Why Poetry
My poetry is influenced by nature, math, science and art. I had an opportunity to study Emily Dickinson at Amherst in the summer of 2017 when I won a grant for the National Endowment for the Humanities. She has always been interesting to me, both her writing and her life. I resonated with the way in which she observed time and moments of being, with a great reverence for the minute and the mundane.
My Mexican-American heritage also plays a part in my writing, as does my personal journey in mothering a teen who survived cancer and another one who was on a transgender journey. I have been to hell and back in many ways that most people understand, but not all people are willing to admit. Here I stand, alive and willing to share my stories with the world. I know that my stories have helped others understand their own. I hear this again and again when I lay myself down on the metaphorical table and all allow myself to peel away the layers, bare for all to see.

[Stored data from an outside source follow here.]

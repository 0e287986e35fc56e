//! Snapshot taker.
//!
//! The only writer of Snapshot and SnapshotData records. It asks the plugin
//! for the source volume's type to produce an artifact, records the artifact
//! as SnapshotData in [`DEFAULT_NAMESPACE`] and binds the Snapshot to it.

use std::sync::Arc;

use chrono::Utc;
use tracing::{info, instrument, warn};
use uuid::Uuid;

use crate::error::{RecordKind, Result, SnapshotError};
use crate::plugin::PluginRegistry;
use crate::store::RecordWriter;
use crate::types::{Snapshot, SnapshotData, DEFAULT_NAMESPACE};

/// Takes and deletes snapshot artifacts.
pub struct SnapshotTaker {
    registry: Arc<PluginRegistry>,
    store: Arc<dyn RecordWriter>,
}

impl SnapshotTaker {
    pub fn new(registry: Arc<PluginRegistry>, store: Arc<dyn RecordWriter>) -> Self {
        Self { registry, store }
    }

    async fn load(&self, namespace: &str, name: &str) -> Result<Snapshot> {
        self.store
            .get_snapshot(namespace, name)
            .await?
            .ok_or_else(|| SnapshotError::not_found(RecordKind::Snapshot, namespace, name))
    }

    /// Take the snapshot and bind it to a new SnapshotData.
    ///
    /// A snapshot that is already bound is returned unchanged.
    #[instrument(skip(self), fields(snapshot = %format!("{}/{}", namespace, name)))]
    pub async fn create(&self, namespace: &str, name: &str) -> Result<Snapshot> {
        let snapshot = self.load(namespace, name).await?;
        if let Some(bound) = snapshot.snapshot_data_name.as_deref().filter(|n| !n.is_empty()) {
            info!(snapshot_data = %bound, "Snapshot already bound");
            return Ok(snapshot);
        }

        let volume_name = snapshot.source_volume.as_deref().ok_or_else(|| {
            SnapshotError::InvalidSpec(format!("snapshot {}/{} names no source volume", namespace, name))
        })?;
        let volume = self
            .store
            .get_volume(volume_name)
            .await?
            .ok_or_else(|| SnapshotError::not_found(RecordKind::Volume, "", volume_name))?;

        let volume_type = volume.spec.source.volume_type()?.ok_or_else(|| {
            SnapshotError::UnsupportedVolumeType(format!(
                "no source populated in volume {}",
                volume.name
            ))
        })?;
        let plugin = self.registry.get(volume_type)?;

        let source = plugin.snapshot_create(&volume).await?;

        let data = SnapshotData {
            name: format!("{}-{}", name, Uuid::new_v4()),
            origin_volume: Some(volume.name.clone()),
            created_at: Some(Utc::now()),
            source,
        };
        if let Err(e) = self.store.put_snapshot_data(DEFAULT_NAMESPACE, &data).await {
            // Nothing references the artifact yet; drop it so a retry starts clean.
            if let Err(cleanup) = plugin.snapshot_delete(&data.source).await {
                warn!(error = %cleanup, "Failed to remove unrecorded snapshot artifact");
            }
            return Err(e);
        }

        let bound = snapshot.bound_to(data.name.clone());
        if let Err(e) = self.store.put_snapshot(&bound).await {
            // The SnapshotData is unreferenced; drop it and its artifact.
            if let Err(cleanup) = self
                .store
                .delete_snapshot_data(DEFAULT_NAMESPACE, &data.name)
                .await
            {
                warn!(error = %cleanup, snapshot_data = %data.name, "Failed to remove unbound SnapshotData");
            }
            if let Err(cleanup) = plugin.snapshot_delete(&data.source).await {
                warn!(error = %cleanup, snapshot_data = %data.name, "Failed to remove unbound snapshot artifact");
            }
            return Err(e);
        }

        info!(
            snapshot_data = %data.name,
            volume = %volume.name,
            volume_type = %volume_type,
            "Snapshot taken"
        );
        Ok(bound)
    }

    /// Delete the artifact behind a snapshot and unbind it.
    ///
    /// An unbound snapshot is returned unchanged.
    #[instrument(skip(self), fields(snapshot = %format!("{}/{}", namespace, name)))]
    pub async fn delete(&self, namespace: &str, name: &str) -> Result<Snapshot> {
        let mut snapshot = self.load(namespace, name).await?;
        let Some(data_name) = snapshot.snapshot_data_name.clone().filter(|n| !n.is_empty()) else {
            info!("Snapshot not bound, nothing to delete");
            return Ok(snapshot);
        };

        match self.store.get_snapshot_data(DEFAULT_NAMESPACE, &data_name).await? {
            Some(data) => {
                let volume_type = data.source.volume_type()?.ok_or_else(|| {
                    SnapshotError::UnsupportedVolumeType(format!(
                        "no source populated in SnapshotData {}",
                        data.name
                    ))
                })?;
                let plugin = self.registry.get(volume_type)?;
                plugin.snapshot_delete(&data.source).await?;
                self.store
                    .delete_snapshot_data(DEFAULT_NAMESPACE, &data_name)
                    .await?;
            }
            None => {
                warn!(snapshot_data = %data_name, "Bound SnapshotData already gone");
            }
        }

        snapshot.snapshot_data_name = None;
        self.store.put_snapshot(&snapshot).await?;

        info!(snapshot_data = %data_name, "Snapshot deleted");
        Ok(snapshot)
    }
}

When I write poetry, I channel. I channel the anguish and the deep sense of compassion that I have experienced on the path. I tap into a greater cosmic consciousness, on a realm outside of this 3 dimensional reality. I have written as long as I can remember. Poetry is how I think. It is my therapy and my lifeline. While I went through watching my thirteen year old daughter fighting for her life, I could not control the outcome. The interesting thing I learned, is that no one is really in control of anything. We like to think we are, it helps us feel steady, to think that if we plan everything just so, it will all unfold as we imagined it would. But, life is not that way for many, and it certainly was not for me. I was schooled in how to slow way, way down by the cancer. In the In Between Times, there is no future. There is only now. And in the now, everything becomes heavy, the movements fluid and gentle, as you flow with (as opposed to against) time. Sometimes, when you are in the underwater-like existence, you experience other-worldly latitudes. Once, when I could not comfort my sweet daughter during an agonizing bout of anxiety that her cancer might return, I experienced this very phenomena. She was 2 months into remission. I had to go to work. I had done everything to comfort her, but she was facing her own fears and I could not allay them. The fierceness of a mother to protect and shelter her offspring is hardly unique. But, this fierceness went beyond the five senses, because there are senses that lie unawakened in all of us, until such a moment presents itself for its stirring. I thought of my vulnerable daughter and when I arrived at work, I felt compelled to write a poem for her. The words fell easily onto the page:
Whirring noises are the sounds of birds in flight
The cold air a misty San Francisco morning in the depths of summer
Prayers whispered to Whoever while my hand touches the soft fuzz of her delicate hair
Delicate shell, the inverse of Her being, Her soul, Her unconquerable spirit
We are not in that sterile place of radioactive inspection
We are in our own private world where time and beauty bless us
With their perfect embrace
Just as I finished my last line, she called me. “Mom! You’re standing at the end of my bed.” “What?”, I asked her, still in my poem daze. “I am pinching myself. You are standing here, looking at me.” I smiled a smile the old mystics must have known intimately, “Yes, I am with you. I told you a mother’s love is just that strong. I conjured ourselves together with words.”
Emily Dickinson was right. There is nothing mundane about the small things. There are greater worlds to explore in the depths of minutia. All around us, all day, everyday. And that is how I move through my life now.